Nell'introduzione alla conferenza stampa tenuta su Rai 1, alle ore 11.30 del 29 dicembre 2015, dal Presidente del Consiglio Matteo Renzi, il presidente dell'Ordine nazionale dei giornalisti Enzo Iacopino, ha lanciato un allarme. Ha denunciato anomalie in alcune sacche del giornalismo, ed ha parlato di sfruttamento nei confronti di alcuni giornalisti, costretti a lavorare per importi inferiori ai 5000 euro annui. Una situazione a dir poco sconvolgente, ed ha parlato addirittura, di schiavitù nel mondo dell'informazione. Ha sollecitato la revisione della normativa, elencando la condanna a due anni per un giornalista che si è rifiutato di fornire la fonte dell'informazione.

Chiede inoltre di sottrarre agli editori la decisione, di fatto, di chi deve diventare giornalista.

I principali argomenti del Presidente Matteo Renzi

Nel prendere la parola, il Premier Renzi, in merito a quanto denunciato da Iacopino, ha chiaramente detto di non credere alla schiavitù dei giornalisti, ed ha affermato che, l'anno 2015, è stato decisamente migliore dell'anno 2014, addirittura migliore delle previsioni. Renzi ha ammesso di non essere pienamente soddisfatto,perché c'è ancora tanto da fare.Ha elencato il lavoro svolto dal Governo, nell'anno che sta per concludersi, partendo dalla legge elettorale, detta Italicum, già presa come riferimento, da alcuni stati europei.Ha poi parlato degli 80 euro,assegnati con la legge di Stabilità, alle forze dell'ordine, e dell'eliminazione di imposte sulla prima casa; ha fatto riferimento alle riforme sulla scuola, alla cultura.
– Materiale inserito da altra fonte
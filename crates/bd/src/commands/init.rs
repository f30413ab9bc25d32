//! `bd init` -- initialize a beads database in the current directory.

use std::env;

use anyhow::{bail, Context, Result};

use beads_config::{ensure_beads_dir, save_config, BeadsConfig};
use beads_storage::{SqliteStore, Storage};

use crate::cli::InitArgs;
use crate::context::RuntimeContext;

/// Default gitignore content for the `.beads` directory.
const GITIGNORE_CONTENT: &str = r#"# Beads database files
*.db
*.db-journal
*.db-wal
*.db-shm

# Local state
issues.jsonl
"#;

/// Execute the `bd init` command.
pub fn run(ctx: &RuntimeContext, args: &InitArgs) -> Result<()> {
    let cwd = env::current_dir().context("failed to get current directory")?;
    let beads_dir = cwd.join(".beads");
    let db_path = beads_dir.join("beads.db");

    if !args.force && db_path.exists() {
        bail!(
            "Found existing database in {}\n\n\
            This workspace is already initialized.\n\n\
            To use the existing database:\n  \
            Just run bd commands normally (e.g., bd list)\n\n\
            To completely reinitialize (data loss warning):\n  \
            rm -rf {} && bd init\n\n\
            Or use --force to re-initialize.",
            beads_dir.display(),
            beads_dir.display()
        );
    }

    let prefix = match &args.prefix {
        Some(p) => p.trim_end_matches('-').to_string(),
        None => {
            let dir_name = cwd
                .file_name()
                .map(|n| n.to_string_lossy().to_string())
                .unwrap_or_else(|| "bd".to_string());
            dir_name.trim_end_matches('-').to_string()
        }
    };

    ensure_beads_dir(&beads_dir).context("failed to create .beads directory")?;

    let gitignore_path = beads_dir.join(".gitignore");
    if !gitignore_path.exists() {
        std::fs::write(&gitignore_path, GITIGNORE_CONTENT).with_context(|| {
            format!("failed to create .gitignore: {}", gitignore_path.display())
        })?;
    }

    let mut config = BeadsConfig::default();
    config.issue_prefix = format!("{}-", prefix);
    save_config(&beads_dir, &config).context("failed to write .beads/config.yaml")?;

    // Opening the store creates the database file and runs schema migrations.
    let store = SqliteStore::open(&db_path)
        .with_context(|| format!("failed to create database: {}", db_path.display()))?;
    if !ctx.actor.is_empty() {
        let _ = store.set_metadata("init_actor", &ctx.actor);
    }
    let _ = store.set_metadata("last_import_time", &chrono::Utc::now().to_rfc3339());
    drop(store);

    if !args.quiet {
        println!();
        println!("bd initialized successfully!");
        println!();
        println!("  Database: {}", db_path.display());
        println!("  Issue prefix: {}", prefix);
        println!(
            "  Issues will be named: {}-<hash> (e.g., {}-a3f2)",
            prefix, prefix
        );
        println!();
        println!("Run `bd create \"My first issue\"` to get started.");
        println!();
    }

    Ok(())
}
Per la politica estera, ha citato il recente accordo sulla Libia, ed al recente incontro avuto col neo eletto premier, di quel paese.

Renzi ha chiarito inoltre, che l'Italia non ha mai dichiarato guerra all'Europa, e che chiede solo rispetto per le regole, che devono valere per tutti, anche per chi non rispetta altri parametri.

Quando si discute delle regole, non si attacca l'Europa, ma al contrario la si difende, ha ripetuto il premier.Ha anche toccato il punto, molto richiesto dai giornalisti presenti, del salvataggio Banche, difendendo l'operato del Governo. Ha chiarito molto bene i tagli della Spending review, precisando, che sono state tagliate spese per per oltre 12 mld,oltre i tagli alle regioni e comuni.

Resta molto da fare, sulle Società partecipate, che saranno oggetto di approfondimento.

Per quanto riguarda la vendita degli immobili dello Stato, ha riconosciuto che si tratta di un'operazione di scarsa convenienza, e che in futuro va approfondito l'argomento.Alla richiesta sul rimpasto del Governo,ha precisato che non ci sarà alcun rimpasto,ma solo l'inserimento di alcuni tasselli rimasti vuoti.Infine, per le Unioni Civili, il Premier ha concluso dicendo che si tratta di un caso di "giustizia, equità e di verità", non legato al voto di fiducia.